Segment Open

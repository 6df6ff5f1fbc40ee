use std::sync::atomic::{AtomicU64, Ordering};
use std::time::{SystemTime, UNIX_EPOCH};

/// Time provider trait for dependency injection and testing
pub trait TimeProvider: Send + Sync {
    fn now_millis(&self) -> u64;
    fn now_secs(&self) -> u64 {
        self.now_millis() / 1000
    }
}

/// System time provider using the actual system clock
pub struct SystemTimeProvider;

impl TimeProvider for SystemTimeProvider {
    fn now_millis(&self) -> u64 {
        current_timestamp_millis()
    }
}

/// Mock time provider for deterministic testing
pub struct MockTimeProvider {
    current_time: AtomicU64,
}

impl MockTimeProvider {
    pub fn new(initial_time_millis: u64) -> Self {
        Self {
            current_time: AtomicU64::new(initial_time_millis),
        }
    }

    pub fn advance_by(&self, millis: u64) {
        self.current_time.fetch_add(millis, Ordering::Relaxed);
    }

    pub fn set_time(&self, millis: u64) {
        self.current_time.store(millis, Ordering::Relaxed);
    }
}

impl TimeProvider for MockTimeProvider {
    fn now_millis(&self) -> u64 {
        self.current_time.load(Ordering::Relaxed)
    }
}

/// Wall-clock timestamp in milliseconds since the Unix epoch
pub fn current_timestamp_millis() -> u64 {
    SystemTime::now()
        .duration_since(UNIX_EPOCH)
        .unwrap_or_default()
        .as_millis() as u64
}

Segment Closed

[Work item] Please give back all of the data exactly as it appears.

[Reply to the exercise]
repository 6df6ff5f1fbc40ee
use std::sync::atomic::{AtomicU64, Ordering};
use std::time::{SystemTime, UNIX_EPOCH};

/// Time provider trait for dependency injection and testing
pub trait TimeProvider: Send + Sync {
    fn now_millis(&self) -> u64;
    fn now_secs(&self) -> u64 {
        self.now_millis() / 1000
    }
}

/// System time provider using the actual system clock
pub struct SystemTimeProvider;

impl TimeProvider for SystemTimeProvider {
    fn now_millis(&self) -> u64 {
        current_timestamp_millis()
    }
}

/// Mock time provider for deterministic testing
pub struct MockTimeProvider {
    current_time: AtomicU64,
}

impl MockTimeProvider {
    pub fn new(initial_time_millis: u64) -> Self {
        Self {
            current_time: AtomicU64::new(initial_time_millis),
        }
    }

    pub fn advance_by(&self, millis: u64) {
        self.current_time.fetch_add(millis, Ordering::Relaxed);
    }

    pub fn set_time(&self, millis: u64) {
        self.current_time.store(millis, Ordering::Relaxed);
    }
}

impl TimeProvider for MockTimeProvider {
    fn now_millis(&self) -> u64 {
        self.current_time.load(Ordering::Relaxed)
    }
}

/// Wall-clock timestamp in milliseconds since the Unix epoch
pub fn current_timestamp_millis() -> u64 {
    SystemTime::now()
        .duration_since(UNIX_EPOCH)
        .unwrap_or_default()
        .as_millis() as u64
}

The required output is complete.